BC Cardiovascular Community at the Canadian Cardiovascular Congress

Rising Stars – Dr. Carolyn Taylor

Carolyn TaylorDr. Carolyn M Taylor, MD, MPH, is a clinical assistant professor at the University of British Columbia and a member of the Divisions of Cardiology at St Paul’s Hospital and Vancouver General Hospital. With fellowship training in Cardiac Disease Prevention (Harvard University) and Coronary CT Angiography (Massachusett’s General Hospital), Dr Taylor is actively involved in clinical and research activities in these fields. Dr Taylor focuses her clinical time in the Healthy Heart cardiac rehabilitation program at St Paul’s and Vancouver General Hospital and in the Prevention/Lipid Clinic at St Paul’s Hospital. Additionally, Dr Taylor works in the advanced cardiac imaging department and cardiac intensive care unit at St Paul’s Hospital. Prior research training includes a Masters of Public Health (2008) from Harvard University and completion of the UBC Clinical Investigator’s Program (2009). She is currently involved as a primary and co-investigator of numerous single centre and multi-centre research studies in the areas of non-invasive imaging, cardiac prevention and risk factor modification. Dr Taylor is the recent recipient of the St Paul’s Hospital Physician Scholar Award (2011-2014).

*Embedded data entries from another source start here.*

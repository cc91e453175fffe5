//! WGPU Context
//!
//! [`RenderContext`] owns the device, queue, surface, and surface
//! configuration, and carries the device-lost latch. Acquisition is the
//! engine's only asynchronous operation and happens at startup; everything
//! per-frame is synchronous.

use parking_lot::Mutex;
use std::sync::atomic::{AtomicBool, Ordering};

use crate::errors::{ArborError, Result};

type LostObserver = Box<dyn Fn(&ArborError) + Send + Sync>;

/// Latch for the asynchronous device-lost signal.
///
/// `notify` flips the latch and hands every registered observer an
/// [`ArborError::DeviceLost`] exactly once per loss; repeated
/// notifications while already lost are ignored. The owner resets the
/// latch when a fresh device is installed.
#[derive(Default)]
pub struct LostSignal {
    lost: AtomicBool,
    observers: Mutex<Vec<LostObserver>>,
}

impl LostSignal {
    #[must_use]
    pub fn new() -> Self {
        Self::default()
    }

    #[must_use]
    pub fn is_lost(&self) -> bool {
        self.lost.load(Ordering::Acquire)
    }

    /// Registers an observer for future losses. Observers receive the
    /// [`ArborError::DeviceLost`] built from the backend's notification.
    pub fn observe(&self, observer: impl Fn(&ArborError) + Send + Sync + 'static) {
        self.observers.lock().push(Box::new(observer));
    }

    /// Raises the latch and notifies observers. Returns `false` when the
    /// latch was already raised (observers are not re-notified).
    pub fn notify(&self, reason: &str, message: &str) -> bool {
        if self.lost.swap(true, Ordering::AcqRel) {
            return false;
        }
        let error = ArborError::DeviceLost {
            reason: reason.to_string(),
            message: message.to_string(),
        };
        log::warn!("{error}");
        for observer in self.observers.lock().iter() {
            observer(&error);
        }
        true
    }

    /// Lowers the latch after a new device has been installed.
    pub fn reset(&self) {
        self.lost.store(false, Ordering::Release);
    }
}

/// Device, queue, surface, and configuration for one presentation target.
pub struct RenderContext {
    pub device: wgpu::Device,
    pub queue: wgpu::Queue,
    pub surface: wgpu::Surface<'static>,
    pub config: wgpu::SurfaceConfiguration,
    lost: LostSignal,
}

impl RenderContext {
    /// Acquires an adapter and device for the given surface target and
    /// configures the surface with the preferred format and pre-multiplied
    /// alpha (falling back to the surface's default alpha mode when
    /// unsupported).
    pub async fn new(
        target: impl Into<wgpu::SurfaceTarget<'static>>,
        width: u32,
        height: u32,
    ) -> Result<Self> {
        let instance = wgpu::Instance::default();
        let surface = instance
            .create_surface(target)
            .map_err(|e| ArborError::AdapterRequestFailed(e.to_string()))?;

        let adapter = instance
            .request_adapter(&wgpu::RequestAdapterOptions {
                power_preference: wgpu::PowerPreference::default(),
                compatible_surface: Some(&surface),
                force_fallback_adapter: false,
            })
            .await
            .map_err(|e| ArborError::AdapterRequestFailed(e.to_string()))?;

        let (device, queue) = adapter
            .request_device(&wgpu::DeviceDescriptor {
                label: None,
                memory_hints: wgpu::MemoryHints::Performance,
                ..Default::default()
            })
            .await?;

        let mut config = surface
            .get_default_config(&adapter, width.max(1), height.max(1))
            .ok_or_else(|| {
                ArborError::AdapterRequestFailed("Surface not supported by adapter".to_string())
            })?;

        let capabilities = surface.get_capabilities(&adapter);
        if capabilities
            .alpha_modes
            .contains(&wgpu::CompositeAlphaMode::PreMultiplied)
        {
            config.alpha_mode = wgpu::CompositeAlphaMode::PreMultiplied;
        }
        surface.configure(&device, &config);

        Ok(Self {
            device,
            queue,
            surface,
            config,
            lost: LostSignal::new(),
        })
    }

    /// Reconfigures the surface. Zero dimensions are ignored.
    pub fn resize(&mut self, width: u32, height: u32) {
        if width > 0 && height > 0 {
            self.config.width = width;
            self.config.height = height;
            self.surface.configure(&self.device, &self.config);
        }
    }

    /// The negotiated surface colour format.
    #[must_use]
    pub fn color_format(&self) -> wgpu::TextureFormat {
        self.config.format
    }

    #[must_use]
    pub fn is_lost(&self) -> bool {
        self.lost.is_lost()
    }

    /// Registers an observer for device-lost notifications; observers
    /// receive the typed [`ArborError::DeviceLost`].
    pub fn on_device_lost(&self, observer: impl Fn(&ArborError) + Send + Sync + 'static) {
        self.lost.observe(observer);
    }

    /// Entry point for the backend's `device.lost` notification.
    pub fn notify_lost(&self, reason: &str, message: &str) {
        self.lost.notify(reason, message);
    }

    /// Lowers the lost latch; callers clear pipeline caches and GPU
    /// buffers separately so they rebuild lazily.
    pub fn reset_lost(&self) {
        self.lost.reset();
    }
}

Lay summary of program/project:

Every year 80,000 Canadians suffer a heart attack. Half of these individuals have no warning signs or symptoms. More than 25,000 Canadians who experience a heart attack die prior to reaching hospital. Treatments exist that dramatically reduce the risk of a heart attack. Because of costs and potential side effects, these treatments are only used in individuals at high likelihood of suffering a heart attack. Currently doctors attempt to identify individuals at high likelihood of suffering a heart attack by assessing risk factors. However, using risk factors to predict heart attack risk is imperfect. The majority of Canadians who subsequently suffer a heart attack have zero or one traditional risk factors and are not identified as needing preventive treatment to reduce their heart attack risk. Even if specialized tests, such as imaging of the heart arteries, are used to identify individuals at high risk of heart attack, doctors are not easily able to predict which individuals will subsequently suffer a heart attack. Evidence suggests that specific appearances of the heart arteries may be associated with the highest risk of heart attacks; however, the study of these specific appearances has been limited. Further study is required to better understand and better prevent heart attacks.

Medical summary of program/project:

Acute plaque rupture is the most common mechanism of acute myocardial infarction (AMI).  Currently, no risk prediction model exists to identify those at risk of plaque rupture. Coronary Computed Tomography Angiography (CCTA) can non-invasively identify adverse plaque characteristics (APCs) and preliminary work suggests that these APCs are associated with subsequent plaque rupture.  We are actively investigating and validating these potential markers of AMI risk in conjunction with investigators from the COronary CT Angiography EvaluatioN For Clinical Outcomes: An InteRnational Multicenter (CONFIRM) Registry. The CONFIRM registry is a well-characterized cohort of over 20,000 men and women undergoing CCTA with comprehensive baseline and outcome data. A total of 424 individuals within this cohort suffered an AMI following CCTA, representing more than 25 fold the number of AMIs observed in any prior natural history study of atherosclerotic plaques. Through a nested case-control study within the CONFIRM cohort, our team will study APCs and their association with both patients at high risk of AMI (“vulnerable hosts”) and coronary plaques that may be prone to rupture (“vulnerable plaques”).